Away from the Manger

From Chicken Soup for the Soul: Book of Christmas Virtues

Away from the Manger

“Okay, that’s the last of it.” Michael stacked the final box in my entry hall.

I surveyed the tattered, dusty containers with anticipation. To me, these Christmas decorations from Michael’s childhood, in storage since his mother’s death, signified our future together as a couple. We were sharing all sorts of holiday activities—parties, shopping and, now, decorating. In a few months we’d be married, and I was eager to create some traditions of our own. I yearned for meaningful practices, significant and unique to the two of us.

Opening the crates was a start.

“Hey, here’s our old nativity set.” Michael pulled out a well-packed box. “Mom always put it under the Christmas tree.”

I carefully unwrapped Mary and Joseph and the manger. Stuffed deep in the newspapers was a stable. I placed it on the floor beneath the tree and arranged three wise men, a shepherd boy, a lamb and a cow. All accounted for, except . . .

I double-checked the loose packing and looked under the wadded newspapers, hoping to find the missing figure. Nothing.

“Honey,” I called to Michael, who was busily arranging Santa’s toyshop in the dining room. “I can’t find Jesus.”

Walking to my side, he playfully squeezed my shoulder. “Excuse me?”

“The baby Jesus for the nativity. He’s not here!” I rummaged through more wrappings.

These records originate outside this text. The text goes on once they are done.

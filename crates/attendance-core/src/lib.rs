//! # attendance-core - Attendance analytics primitives
//!
//! Pure, deterministic building blocks for the attendance backend:
//!
//! - **Projection calculator** - current percentage, classes still needed to
//!   reach a target, safety buffer, risk tier, next milestone
//! - **Recommendation generator** - ordered advisory messages derived from a
//!   projection
//! - **Preference classifier** - keyword-matching fallback used when the
//!   remote AI analysis is unavailable
//!
//! No IO, no clocks, no randomness. Every function in this crate is a pure
//! function of its arguments, which is what makes the backend's degrade
//! policy testable without a network.
//!
//! ## Module structure
//!
//! - [`calculator`] - attendance projection ([`calculate`])
//! - [`recommend`] - advisory generation ([`recommend`])
//! - [`classify`] - keyword preference analysis ([`classify`])
//! - [`types`] - public types and constants

pub mod calculator;
pub mod classify;
pub mod recommend;
pub mod types;

pub use calculator::{calculate, CalcError};
pub use classify::classify;
pub use recommend::recommend;
pub use types::{
    AttendanceAnalysis, AttendanceStatus, PreferenceAnalysis, PreferenceTag, Priority,
    Recommendation, RiskLevel, Subject, DEFAULT_TARGET_PERCENTAGE, MILESTONES,
};
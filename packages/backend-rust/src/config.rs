use std::net::{IpAddr, Ipv4Addr, SocketAddr};
use std::path::PathBuf;
use std::time::Duration;

const DEFAULT_AI_SERVICE_URL: &str = "http://localhost:5001";
const DEFAULT_AI_TIMEOUT_MS: u64 = 30_000;
const DEFAULT_HEALTH_TIMEOUT_MS: u64 = 5_000;
const DEFAULT_MAX_UPLOAD_BYTES: u64 = 10 * 1024 * 1024;

#[derive(Debug, Clone)]
pub struct Config {
    pub host: IpAddr,
    pub port: u16,
    pub log_level: String,
    pub ai_service_url: String,
    /// Upper bound for every forwarded AI call.
    pub ai_timeout: Duration,
    /// Tighter bound used only for the /health reachability probe.
    pub health_timeout: Duration,
    pub upload_dir: PathBuf,
    pub max_upload_bytes: u64,
    /// Optional JSON file overriding the built-in demo student profile.
    pub student_profile_path: Option<PathBuf>,
}

impl Config {
    pub fn from_env() -> Self {
        let port = std::env::var("PORT")
            .ok()
            .and_then(|value| value.parse::<u16>().ok())
            .unwrap_or(5000);

        let host = std::env::var("HOST")
            .ok()
            .and_then(|value| value.parse::<IpAddr>().ok())
            .unwrap_or(IpAddr::V4(Ipv4Addr::new(0, 0, 0, 0)));

        let log_level = std::env::var("RUST_LOG").unwrap_or_else(|_| "info".to_string());

        let ai_service_url = std::env::var("AI_SERVICE_URL")
            .ok()
            .filter(|value| !value.trim().is_empty())
            .unwrap_or_else(|| DEFAULT_AI_SERVICE_URL.to_string())
            .trim_end_matches('/')
            .to_string();

        let ai_timeout = Duration::from_millis(
            std::env::var("AI_TIMEOUT_MS")
                .ok()
                .and_then(|value| value.parse::<u64>().ok())
                .unwrap_or(DEFAULT_AI_TIMEOUT_MS),
        );

        let upload_dir = std::env::var("UPLOAD_DIR")
            .ok()
            .filter(|value| !value.trim().is_empty())
            .map(PathBuf::from)
            .unwrap_or_else(|| PathBuf::from("uploads"));

        let student_profile_path = std::env::var("STUDENT_PROFILE_PATH")
            .ok()
            .filter(|value| !value.trim().is_empty())
            .map(PathBuf::from);

        Self {
            host,
            port,
            log_level,
            ai_service_url,
            ai_timeout,
            health_timeout: Duration::from_millis(DEFAULT_HEALTH_TIMEOUT_MS),
            upload_dir,
            max_upload_bytes: DEFAULT_MAX_UPLOAD_BYTES,
            student_profile_path,
        }
    }

    pub fn bind_addr(&self) -> SocketAddr {
        SocketAddr::new(self.host, self.port)
    }
}
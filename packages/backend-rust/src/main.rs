use std::sync::Arc;

use tower_http::{cors::CorsLayer, trace::TraceLayer};
use tracing_subscriber::EnvFilter;

use attendance_backend_rust::config::Config;
use attendance_backend_rust::profile::StudentProfile;
use attendance_backend_rust::routes;
use attendance_backend_rust::services::ai_client::AiClient;
use attendance_backend_rust::state::AppState;

#[tokio::main]
async fn main() {
    let _ = dotenvy::dotenv();
    let config = Config::from_env();

    tracing_subscriber::fmt()
        .with_env_filter(
            EnvFilter::try_new(&config.log_level).unwrap_or_else(|_| EnvFilter::new("info")),
        )
        .init();

    if let Err(err) = tokio::fs::create_dir_all(&config.upload_dir).await {
        tracing::error!(error = %err, dir = %config.upload_dir.display(), "failed to create upload directory");
        return;
    }

    let ai = AiClient::http(&config);
    let profile = StudentProfile::load(config.student_profile_path.as_deref());

    let addr = config.bind_addr();
    let ai_service_url = config.ai_service_url.clone();
    let state = AppState::new(Arc::new(config), ai, Arc::new(profile));

    let app = routes::router(state)
        .layer(TraceLayer::new_for_http())
        .layer(CorsLayer::permissive());

    tracing::info!(%addr, %ai_service_url, "attendance backend listening");

    let listener = tokio::net::TcpListener::bind(addr)
        .await
        .expect("bind listener failed");

    let server = axum::serve(listener, app).with_graceful_shutdown(shutdown_signal());

    if let Err(e) = server.await {
        tracing::error!(error = %e, "server error");
    }

    tracing::info!("HTTP server stopped");
}

async fn shutdown_signal() {
    let ctrl_c = async {
        tokio::signal::ctrl_c()
            .await
            .expect("failed to install Ctrl+C handler");
    };

    #[cfg(unix)]
    let terminate = async {
        use tokio::signal::unix::{signal, SignalKind};
        let mut sigterm = signal(SignalKind::terminate()).expect("failed to install SIGTERM handler");
        sigterm.recv().await;
    };

    #[cfg(not(unix))]
    let terminate = std::future::pending::<()>();

    tokio::select! {
        _ = ctrl_c => {},
        _ = terminate => {},
    }
}
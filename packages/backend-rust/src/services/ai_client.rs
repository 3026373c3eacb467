//! Client for the external generative-AI service.
//!
//! Every forwarded operation is bounded by the configured timeout and fails
//! fast: there are no retries, because the route handlers degrade to a local
//! fallback (or an explicit "feature unavailable" body) on the first error.
//!
//! The `Mock` variant substitutes canned responses so the per-endpoint
//! degrade policy is testable without a live service.

use std::time::Duration;

use serde_json::Value;
use thiserror::Error;
use tracing::warn;

use crate::config::Config;

#[derive(Debug, Error)]
pub enum AiError {
    #[error("request failed: {0}")]
    Request(#[from] reqwest::Error),
    #[error("HTTP {status}: {body}")]
    HttpStatus {
        status: reqwest::StatusCode,
        body: String,
    },
    #[error("JSON decode failed: {0}")]
    Json(#[from] serde_json::Error),
    #[error("AI service unavailable: {0}")]
    Unavailable(&'static str),
}

/// AI service handle. `Http` talks to the configured base URL; `Mock` serves
/// a fixed outcome and is the substitution point used by tests.
pub enum AiClient {
    Http(HttpAi),
    Mock(MockAi),
}

impl AiClient {
    pub fn http(config: &Config) -> Self {
        AiClient::Http(HttpAi::new(
            config.ai_service_url.clone(),
            config.ai_timeout,
            config.health_timeout,
        ))
    }

    /// Mock that answers every operation with `response`.
    pub fn mock_up(response: Value) -> Self {
        AiClient::Mock(MockAi {
            response: Some(response),
        })
    }

    /// Mock that fails every operation, driving handlers onto their fallback
    /// path.
    pub fn mock_down() -> Self {
        AiClient::Mock(MockAi { response: None })
    }

    /// Document OCR/extraction. The file is re-sent as multipart form data
    /// the same way it arrived.
    pub async fn process_document(
        &self,
        file_name: &str,
        bytes: Vec<u8>,
        upload_type: &str,
    ) -> Result<Value, AiError> {
        match self {
            AiClient::Http(http) => http.process_document(file_name, bytes, upload_type).await,
            AiClient::Mock(mock) => mock.respond(),
        }
    }

    pub async fn analyze_preferences(&self, preferences: &str) -> Result<Value, AiError> {
        match self {
            AiClient::Http(http) => {
                http.post_json(
                    "/process-preferences",
                    &serde_json::json!({ "preferences": preferences }),
                )
                .await
            }
            AiClient::Mock(mock) => mock.respond(),
        }
    }

    pub async fn generate_recommendations(&self, payload: &Value) -> Result<Value, AiError> {
        match self {
            AiClient::Http(http) => http.post_json("/generate-recommendations", payload).await,
            AiClient::Mock(mock) => mock.respond(),
        }
    }

    pub async fn analyze_web_flow(&self, payload: &Value) -> Result<Value, AiError> {
        match self {
            AiClient::Http(http) => http.post_json("/analyze-web-flow", payload).await,
            AiClient::Mock(mock) => mock.respond(),
        }
    }

    pub async fn predict_attendance(&self, payload: &Value) -> Result<Value, AiError> {
        match self {
            AiClient::Http(http) => http.post_json("/predict-attendance", payload).await,
            AiClient::Mock(mock) => mock.respond(),
        }
    }

    pub async fn dynamic_update(&self) -> Result<Value, AiError> {
        match self {
            AiClient::Http(http) => http.get_json("/dynamic-update", false).await,
            AiClient::Mock(mock) => mock.respond(),
        }
    }

    pub async fn chat(&self, payload: &Value) -> Result<Value, AiError> {
        match self {
            AiClient::Http(http) => http.post_json("/chat", payload).await,
            AiClient::Mock(mock) => mock.respond(),
        }
    }

    /// Reachability probe for /health, bounded tighter than normal calls.
    pub async fn health(&self) -> Result<Value, AiError> {
        match self {
            AiClient::Http(http) => http.get_json("/health", true).await,
            AiClient::Mock(mock) => mock.respond(),
        }
    }
}

pub struct HttpAi {
    base_url: String,
    health_timeout: Duration,
    client: reqwest::Client,
}

impl HttpAi {
    fn new(base_url: String, timeout: Duration, health_timeout: Duration) -> Self {
        // Startup-time construction. A client without the timeout would
        // break the bounded-call invariant, so refuse to start instead.
        let client = reqwest::Client::builder()
            .timeout(timeout)
            .build()
            .expect("build AI service HTTP client");

        Self {
            base_url,
            health_timeout,
            client,
        }
    }

    fn url(&self, endpoint: &str) -> String {
        format!("{}{}", self.base_url.trim_end_matches('/'), endpoint)
    }

    async fn post_json(&self, endpoint: &str, payload: &Value) -> Result<Value, AiError> {
        let response = self.client.post(self.url(endpoint)).json(payload).send().await?;
        Self::decode(endpoint, response).await
    }

    async fn get_json(&self, endpoint: &str, use_health_timeout: bool) -> Result<Value, AiError> {
        let mut request = self.client.get(self.url(endpoint));
        if use_health_timeout {
            request = request.timeout(self.health_timeout);
        }
        let response = request.send().await?;
        Self::decode(endpoint, response).await
    }

    async fn process_document(
        &self,
        file_name: &str,
        bytes: Vec<u8>,
        upload_type: &str,
    ) -> Result<Value, AiError> {
        let part = reqwest::multipart::Part::bytes(bytes).file_name(file_name.to_string());
        let form = reqwest::multipart::Form::new()
            .part("file", part)
            .text("type", upload_type.to_string());

        let response = self
            .client
            .post(self.url("/process-document"))
            .multipart(form)
            .send()
            .await?;
        Self::decode("/process-document", response).await
    }

    async fn decode(endpoint: &str, response: reqwest::Response) -> Result<Value, AiError> {
        let status = response.status();
        if !status.is_success() {
            let body = response.text().await.unwrap_or_default();
            warn!(endpoint, %status, "AI service returned error status");
            return Err(AiError::HttpStatus { status, body });
        }
        let bytes = response.bytes().await?;
        Ok(serde_json::from_slice(&bytes)?)
    }
}

pub struct MockAi {
    response: Option<Value>,
}

impl MockAi {
    fn respond(&self) -> Result<Value, AiError> {
        self.response
            .clone()
            .ok_or(AiError::Unavailable("mock configured as down"))
    }
}
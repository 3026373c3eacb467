mod attendance;
mod chat;
mod insights;
mod meta;
mod preferences;
mod upload;

use axum::extract::DefaultBodyLimit;
use axum::http::StatusCode;
use axum::response::{IntoResponse, Response};
use axum::routing::{get, post};
use axum::Router;

use crate::response::json_error;
use crate::state::AppState;

pub fn router(state: AppState) -> Router {
    // Body limit leaves headroom above the 10MB file cap for multipart
    // framing; the upload handler enforces the exact per-file limit.
    let body_limit = state.config().max_upload_bytes as usize + 64 * 1024;

    Router::new()
        .route("/", get(meta::descriptor))
        .route("/health", get(meta::health))
        .route("/api/upload", post(upload::upload))
        .route("/api/preferences", post(preferences::analyze))
        .route("/api/calculate-attendance", post(attendance::calculate))
        .route(
            "/api/generate-recommendations",
            post(attendance::generate_recommendations),
        )
        .route("/api/predict-attendance", post(attendance::predict))
        .route("/api/analyze-web-flow", post(insights::analyze_web_flow))
        .route("/api/dynamic-update", get(insights::dynamic_update))
        .route("/api/chat", post(chat::chat))
        .fallback(fallback_handler)
        .layer(DefaultBodyLimit::max(body_limit))
        .with_state(state)
}

async fn fallback_handler() -> Response {
    json_error(StatusCode::NOT_FOUND, "NOT_FOUND", "route not found").into_response()
}
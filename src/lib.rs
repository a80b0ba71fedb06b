//! pixelstore — image upload and thumbnail generation service.
//!
//! Four handlers coordinated through an object store and a generation
//! queue: upload validates and stores an original and enqueues one
//! generation request; a background worker derives a bounded JPEG
//! thumbnail; two download handlers serve the original or the thumbnail
//! back by storage key.

pub mod config;
pub mod errors;
pub mod handlers;
pub mod models;
pub mod routes;
pub mod services;
pub mod state;
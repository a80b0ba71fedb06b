//! Thumbnail generation: the queue consumer and the derivation itself.
//!
//! Each queue message carries the storage key of an original. The worker
//! reads the original from the primary area, resizes it to fit within
//! [`THUMBNAIL_MAX_DIM`] on both sides (aspect ratio preserved, never
//! cropped), re-encodes as JPEG, and writes the result under
//! `thumbnail_{key}` in the thumbnail area. Re-running a message overwrites
//! the same key with equivalent content, so at-least-once delivery is safe.

use crate::{
    models::{
        image::{ImageError, decode_image},
        key::{KeyError, StorageKey},
        object::StoredObject,
    },
    services::storage_service::{Area, ObjectStore, StorageError},
};
use std::io::Cursor;
use thiserror::Error;
use tokio::sync::mpsc;
use tracing::{error, info};

/// Neither thumbnail dimension exceeds this bound.
pub const THUMBNAIL_MAX_DIM: u32 = 100;

#[derive(Debug, Error)]
pub enum ThumbnailError {
    /// The original named by the message does not exist. Unrecoverable for
    /// this message; redelivery policy belongs to the queue, not to us.
    #[error("source object `{0}` is missing")]
    SourceMissing(String),
    #[error(transparent)]
    Key(#[from] KeyError),
    #[error(transparent)]
    Storage(#[from] StorageError),
    #[error(transparent)]
    Image(#[from] ImageError),
    #[error("encoding thumbnail: {0}")]
    Encode(#[source] image::ImageError),
}

/// Derive and store the thumbnail for the original at `raw_key`.
pub async fn generate_thumbnail(
    store: &ObjectStore,
    raw_key: &str,
) -> Result<StoredObject, ThumbnailError> {
    let key = StorageKey::parse(raw_key)?;

    let bytes = store
        .get(Area::Primary, raw_key)
        .await
        .map_err(|err| match err {
            StorageError::ObjectNotFound { key } => ThumbnailError::SourceMissing(key),
            other => ThumbnailError::Storage(other),
        })?;

    let (_, pixels) = decode_image(&bytes)?;
    let thumb = pixels.thumbnail(THUMBNAIL_MAX_DIM, THUMBNAIL_MAX_DIM);

    // JPEG has no alpha channel; flatten before encoding.
    let rgb = thumb.to_rgb8();
    let mut out = Cursor::new(Vec::new());
    rgb.write_to(&mut out, image::ImageFormat::Jpeg)
        .map_err(ThumbnailError::Encode)?;

    let stored = store
        .put(Area::Thumbnail, &key.thumbnail_key(), out.get_ref())
        .await?;
    Ok(stored)
}

/// Background consumer of the generation queue.
///
/// Runs until the sending half is dropped. A failed message is logged and
/// dropped; it never stops the loop or affects other messages.
pub struct ThumbnailWorker {
    store: ObjectStore,
    rx: mpsc::UnboundedReceiver<String>,
}

impl ThumbnailWorker {
    pub fn new(store: ObjectStore, rx: mpsc::UnboundedReceiver<String>) -> Self {
        Self { store, rx }
    }

    pub async fn run(mut self) {
        info!("thumbnail worker started");
        while let Some(key) = self.rx.recv().await {
            match generate_thumbnail(&self.store, &key).await {
                Ok(thumb) => info!(
                    key = %key,
                    thumbnail = %thumb.key,
                    size_bytes = thumb.size_bytes,
                    "thumbnail generated"
                ),
                Err(err) => error!(key = %key, error = %err, "thumbnail generation failed"),
            }
        }
        info!("generation queue closed, thumbnail worker stopping");
    }
}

Michael’s expression tensed. “He’s here. He has to be. He was here the last Christmas Mom was alive.”

Hours later, all the boxes were unpacked, but Jesus never appeared. Michael regretfully suggested we pack the nativity scene back in the crate.

“No,” I said. “I’ll find a baby that matches the set tomorrow.”

We kissed good night, and Michael went home.

The next day, I stuffed the manger into my purse and headed to the hobby store during my lunch hour. No Jesus there. After work, I searched for him at several other stores only to discover that baby Jesus wasn’t sold separately. I considered buying another nativity just to replace the Jesus in Michael’s, but none of the infants fit the manger.

Michael arrived for dinner a few days later, and I broke the news to him. After we ate, I began to repack the figurines in their box. Michael stilled my hands with his.

“I think we should leave it up.”

“Honey, we can’t. There’s no baby,” I replied. “We can’t have a nativity without Jesus.”

“Wait a minute.” Michael pulled me away from the tree. “Now look from back here.”

He pointed. “At first glance, you don’t notice anything missing. It’s not until you look closely that you see the Christ Child is gone.”

I cocked my head and looked at the scene. He was right. “But I don’t get your point.”

“Amid the decorations, shopping lists and parties, sometimes we lose sight of Jesus,” he explained. “Somehow, he gets lost in the midst of Christmas.”

And then I understood.

So began our first Christmas tradition—significant and unique to our family. Each year, we position the treasured figures in their customary places. The manger remains empty. It’s our gentle reminder to look for Christ at Christmas.